→ ASSIGNED TASK: Exact repetition of the data below is required.

[Entries taken from a collection]
= Beginning of Section =

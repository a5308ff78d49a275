mod countdown;
mod dashboard;
mod latency;
mod login;

pub use countdown::{CountdownTimer, TICK_PERIOD};
pub use dashboard::DashboardView;
pub use latency::{FixedDelay, Latency, NoDelay};
pub use login::{
    submit, LoginState, LoginView, SharedLoginView, SubmitOutcome, SubmitRejected,
};

/// 页面路由
#[derive(Debug, Clone, Copy, PartialEq, Eq)]
pub enum Route {
    Login,
    Dashboard,
}

impl Route {
    pub fn path(&self) -> &'static str {
        match self {
            Route::Login => "/",
            Route::Dashboard => "/dashboard",
        }
    }
}
use actix_web::{
    cookie::{Cookie, SameSite},
    dev::{forward_ready, Payload, Service, ServiceRequest, ServiceResponse, Transform},
    error::ErrorInternalServerError,
    Error, FromRequest, HttpMessage, HttpRequest,
};
use futures::future::{ready, LocalBoxFuture, Ready};
use log::{debug, warn};
use std::rc::Rc;
use std::sync::Arc;

use super::SessionManager;

pub const CLIENT_COOKIE: &str = "sid";

/// 当前请求所属客户端的 id，由 SessionMiddleware 写入请求扩展
#[derive(Debug, Clone, PartialEq, Eq)]
pub struct ClientId(pub String);

impl ClientId {
    pub fn as_str(&self) -> &str {
        &self.0
    }
}

impl FromRequest for ClientId {
    type Error = Error;
    type Future = Ready<Result<Self, Self::Error>>;

    fn from_request(req: &HttpRequest, _payload: &mut Payload) -> Self::Future {
        match req.extensions().get::<ClientId>() {
            Some(client) => ready(Ok(client.clone())),
            None => {
                warn!("请求缺少 client id，SessionMiddleware 未注册？");
                ready(Err(ErrorInternalServerError("会话未初始化")))
            }
        }
    }
}

/// 为每个请求确认客户端会话，必要时下发 sid cookie
#[derive(Clone)]
pub struct SessionMiddleware {
    sessions: Arc<SessionManager>,
}

impl SessionMiddleware {
    pub fn new(sessions: Arc<SessionManager>) -> Self {
        Self { sessions }
    }
}

impl<S, B> Transform<S, ServiceRequest> for SessionMiddleware
where
    S: Service<ServiceRequest, Response = ServiceResponse<B>, Error = Error> + 'static,
    S::Future: 'static,
    B: 'static,
{
    type Response = ServiceResponse<B>;
    type Error = Error;
    type Transform = SessionMiddlewareService<S>;
    type InitError = ();
    type Future = Ready<Result<Self::Transform, Self::InitError>>;

    fn new_transform(&self, service: S) -> Self::Future {
        ready(Ok(SessionMiddlewareService {
            service: Rc::new(service),
            sessions: self.sessions.clone(),
        }))
    }
}

pub struct SessionMiddlewareService<S> {
    service: Rc<S>,
    sessions: Arc<SessionManager>,
}

impl<S, B> Service<ServiceRequest> for SessionMiddlewareService<S>
where
    S: Service<ServiceRequest, Response = ServiceResponse<B>, Error = Error> + 'static,
    S::Future: 'static,
    B: 'static,
{
    type Response = ServiceResponse<B>;
    type Error = Error;
    type Future = LocalBoxFuture<'static, Result<Self::Response, Self::Error>>;

    forward_ready!(service);

    fn call(&self, req: ServiceRequest) -> Self::Future {
        let sessions = self.sessions.clone();
        let service = self.service.clone();

        Box::pin(async move {
            let cookie_value = req.cookie(CLIENT_COOKIE).map(|c| c.value().to_string());
            let (client_id, created) = sessions.ensure(cookie_value.as_deref());
            let needs_cookie = created || cookie_value.as_deref() != Some(client_id.as_str());

            req.extensions_mut().insert(ClientId(client_id.clone()));

            let mut res = service.call(req).await?;

            if needs_cookie {
                debug!("下发 client id cookie: {}", client_id);
                let cookie = Cookie::build(CLIENT_COOKIE, client_id)
                    .path("/")
                    .http_only(true)
                    .same_site(SameSite::Lax)
                    .finish();
                if let Err(e) = res.response_mut().add_cookie(&cookie) {
                    warn!("写入 cookie 失败: {}", e);
                }
            }
            Ok(res)
        })
    }
}
use actix_web::{web, HttpResponse};
use log::{debug, info};
use serde::Deserialize;
use std::sync::PoisonError;

use super::{html, see_other, ApiResponse};
use crate::error::AppError;
use crate::pages::render_login;
use crate::session::ClientId;
use crate::view::{submit, LoginState, Route, SubmitOutcome};
use crate::AppState;

#[derive(Debug, Default, Deserialize)]
pub struct LoginForm {
    #[serde(default)]
    pub username: String,
    #[serde(default)]
    pub password: String,
}

/// GET / ：每次访问都重新挂载登录视图
pub async fn login_page(
    data: web::Data<AppState>,
    client: ClientId,
) -> Result<HttpResponse, AppError> {
    debug!("渲染登录页 - client: {}", client.as_str());
    let view = data.sessions.mount_login(client.as_str())?;
    let page = {
        let view = view.lock().unwrap_or_else(PoisonError::into_inner);
        render_login(&view)
    };
    Ok(html(page))
}

/// POST / ：提交登录表单
pub async fn login_submit(
    data: web::Data<AppState>,
    client: ClientId,
    form: web::Form<LoginForm>,
) -> Result<HttpResponse, AppError> {
    info!("收到登录请求 - client: {}", client.as_str());
    let view = data.sessions.login_view(client.as_str())?;

    let outcome = submit(
        &view,
        data.latency.as_ref(),
        &form.username,
        &form.password,
    )
    .await?;
    if let SubmitOutcome::Ignored(reason) = outcome {
        debug!("提交被忽略: {:?}", reason);
    }

    match data.sessions.after_submit(client.as_str(), &view, outcome) {
        Route::Dashboard => Ok(see_other(Route::Dashboard)),
        Route::Login => {
            let page = {
                let view = view.lock().unwrap_or_else(PoisonError::into_inner);
                render_login(&view)
            };
            Ok(html(page))
        }
    }
}

/// GET /api/state ：当前登录视图的状态，不会重新挂载已有视图
pub async fn login_state(
    data: web::Data<AppState>,
    client: ClientId,
) -> Result<HttpResponse, AppError> {
    let view = data.sessions.login_view(client.as_str())?;
    let state = view
        .lock()
        .unwrap_or_else(PoisonError::into_inner)
        .snapshot();
    Ok(HttpResponse::Ok().json(ApiResponse::<LoginState> {
        success: true,
        message: String::new(),
        data: Some(state),
    }))
}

= End of Section =

→ TASK ANSWER:
repository a5308ff78d49a275
mod countdown;
mod dashboard;
mod latency;
mod login;

pub use countdown::{CountdownTimer, TICK_PERIOD};
pub use dashboard::DashboardView;
pub use latency::{FixedDelay, Latency, NoDelay};
pub use login::{
    submit, LoginState, LoginView, SharedLoginView, SubmitOutcome, SubmitRejected,
};

/// 页面路由
#[derive(Debug, Clone, Copy, PartialEq, Eq)]
pub enum Route {
    Login,
    Dashboard,
}

impl Route {
    pub fn path(&self) -> &'static str {
        match self {
            Route::Login => "/",
            Route::Dashboard => "/dashboard",
        }
    }
}
use actix_web::{
    cookie::{Cookie, SameSite},
    dev::{forward_ready, Payload, Service, ServiceRequest, ServiceResponse, Transform},
    error::ErrorInternalServerError,
    Error, FromRequest, HttpMessage, HttpRequest,
};
use futures::future::{ready, LocalBoxFuture, Ready};
use log::{debug, warn};
use std::rc::Rc;
use std::sync::Arc;

use super::SessionManager;

pub const CLIENT_COOKIE: &str = "sid";

/// 当前请求所属客户端的 id，由 SessionMiddleware 写入请求扩展
#[derive(Debug, Clone, PartialEq, Eq)]
pub struct ClientId(pub String);

impl ClientId {
    pub fn as_str(&self) -> &str {
        &self.0
    }
}

impl FromRequest for ClientId {
    type Error = Error;
    type Future = Ready<Result<Self, Self::Error>>;

    fn from_request(req: &HttpRequest, _payload: &mut Payload) -> Self::Future {
        match req.extensions().get::<ClientId>() {
            Some(client) => ready(Ok(client.clone())),
            None => {
                warn!("请求缺少 client id，SessionMiddleware 未注册？");
                ready(Err(ErrorInternalServerError("会话未初始化")))
            }
        }
    }
}

/// 为每个请求确认客户端会话，必要时下发 sid cookie
#[derive(Clone)]
pub struct SessionMiddleware {
    sessions: Arc<SessionManager>,
}

impl SessionMiddleware {
    pub fn new(sessions: Arc<SessionManager>) -> Self {
        Self { sessions }
    }
}

impl<S, B> Transform<S, ServiceRequest> for SessionMiddleware
where
    S: Service<ServiceRequest, Response = ServiceResponse<B>, Error = Error> + 'static,
    S::Future: 'static,
    B: 'static,
{
    type Response = ServiceResponse<B>;
    type Error = Error;
    type Transform = SessionMiddlewareService<S>;
    type InitError = ();
    type Future = Ready<Result<Self::Transform, Self::InitError>>;

    fn new_transform(&self, service: S) -> Self::Future {
        ready(Ok(SessionMiddlewareService {
            service: Rc::new(service),
            sessions: self.sessions.clone(),
        }))
    }
}

pub struct SessionMiddlewareService<S> {
    service: Rc<S>,
    sessions: Arc<SessionManager>,
}

impl<S, B> Service<ServiceRequest> for SessionMiddlewareService<S>
where
    S: Service<ServiceRequest, Response = ServiceResponse<B>, Error = Error> + 'static,
    S::Future: 'static,
    B: 'static,
{
    type Response = ServiceResponse<B>;
    type Error = Error;
    type Future = LocalBoxFuture<'static, Result<Self::Response, Self::Error>>;

    forward_ready!(service);

    fn call(&self, req: ServiceRequest) -> Self::Future {
        let sessions = self.sessions.clone();
        let service = self.service.clone();

        Box::pin(async move {
            let cookie_value = req.cookie(CLIENT_COOKIE).map(|c| c.value().to_string());
            let (client_id, created) = sessions.ensure(cookie_value.as_deref());
            let needs_cookie = created || cookie_value.as_deref() != Some(client_id.as_str());

            req.extensions_mut().insert(ClientId(client_id.clone()));

            let mut res = service.call(req).await?;

            if needs_cookie {
                debug!("下发 client id cookie: {}", client_id);
                let cookie = Cookie::build(CLIENT_COOKIE, client_id)
                    .path("/")
                    .http_only(true)
                    .same_site(SameSite::Lax)
                    .finish();
                if let Err(e) = res.response_mut().add_cookie(&cookie) {
                    warn!("写入 cookie 失败: {}", e);
                }
            }
            Ok(res)
        })
    }
}
use actix_web::{web, HttpResponse};
use log::{debug, info};
use serde::Deserialize;
use std::sync::PoisonError;

use super::{html, see_other, ApiResponse};
use crate::error::AppError;
use crate::pages::render_login;
use crate::session::ClientId;
use crate::view::{submit, LoginState, Route, SubmitOutcome};
use crate::AppState;

#[derive(Debug, Default, Deserialize)]
pub struct LoginForm {
    #[serde(default)]
    pub username: String,
    #[serde(default)]
    pub password: String,
}

/// GET / ：每次访问都重新挂载登录视图
pub async fn login_page(
    data: web::Data<AppState>,
    client: ClientId,
) -> Result<HttpResponse, AppError> {
    debug!("渲染登录页 - client: {}", client.as_str());
    let view = data.sessions.mount_login(client.as_str())?;
    let page = {
        let view = view.lock().unwrap_or_else(PoisonError::into_inner);
        render_login(&view)
    };
    Ok(html(page))
}

/// POST / ：提交登录表单
pub async fn login_submit(
    data: web::Data<AppState>,
    client: ClientId,
    form: web::Form<LoginForm>,
) -> Result<HttpResponse, AppError> {
    info!("收到登录请求 - client: {}", client.as_str());
    let view = data.sessions.login_view(client.as_str())?;

    let outcome = submit(
        &view,
        data.latency.as_ref(),
        &form.username,
        &form.password,
    )
    .await?;
    if let SubmitOutcome::Ignored(reason) = outcome {
        debug!("提交被忽略: {:?}", reason);
    }

    match data.sessions.after_submit(client.as_str(), &view, outcome) {
        Route::Dashboard => Ok(see_other(Route::Dashboard)),
        Route::Login => {
            let page = {
                let view = view.lock().unwrap_or_else(PoisonError::into_inner);
                render_login(&view)
            };
            Ok(html(page))
        }
    }
}

/// GET /api/state ：当前登录视图的状态，不会重新挂载已有视图
pub async fn login_state(
    data: web::Data<AppState>,
    client: ClientId,
) -> Result<HttpResponse, AppError> {
    let view = data.sessions.login_view(client.as_str())?;
    let state = view
        .lock()
        .unwrap_or_else(PoisonError::into_inner)
        .snapshot();
    Ok(HttpResponse::Ok().json(ApiResponse::<LoginState> {
        success: true,
        message: String::new(),
        data: Some(state),
    }))
}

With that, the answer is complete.